[Task material]

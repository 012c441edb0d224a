pub mod commerce;
pub mod contracts;
pub mod deliveries;
pub mod invoices;
pub mod ledger;
pub mod projects;
pub mod users;
pub mod webhook_logs;

use sea_orm::{ConnectOptions, Database, DatabaseConnection, DbErr};

use crate::config::Config;

/// Create a SeaORM database connection pool from the loaded configuration.
pub async fn create_pool(config: &Config) -> Result<DatabaseConnection, DbErr> {
    let mut options = ConnectOptions::new(config.database_url.clone());
    options
        .max_connections(config.db_max_connections)
        .sqlx_logging(false);

    tracing::info!(url = %config.database_url_masked(), "Connecting to database");
    Database::connect(options).await
}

[/Task material]

Tally the lines of the records that contain "ConnectOptions", then write only the total.

2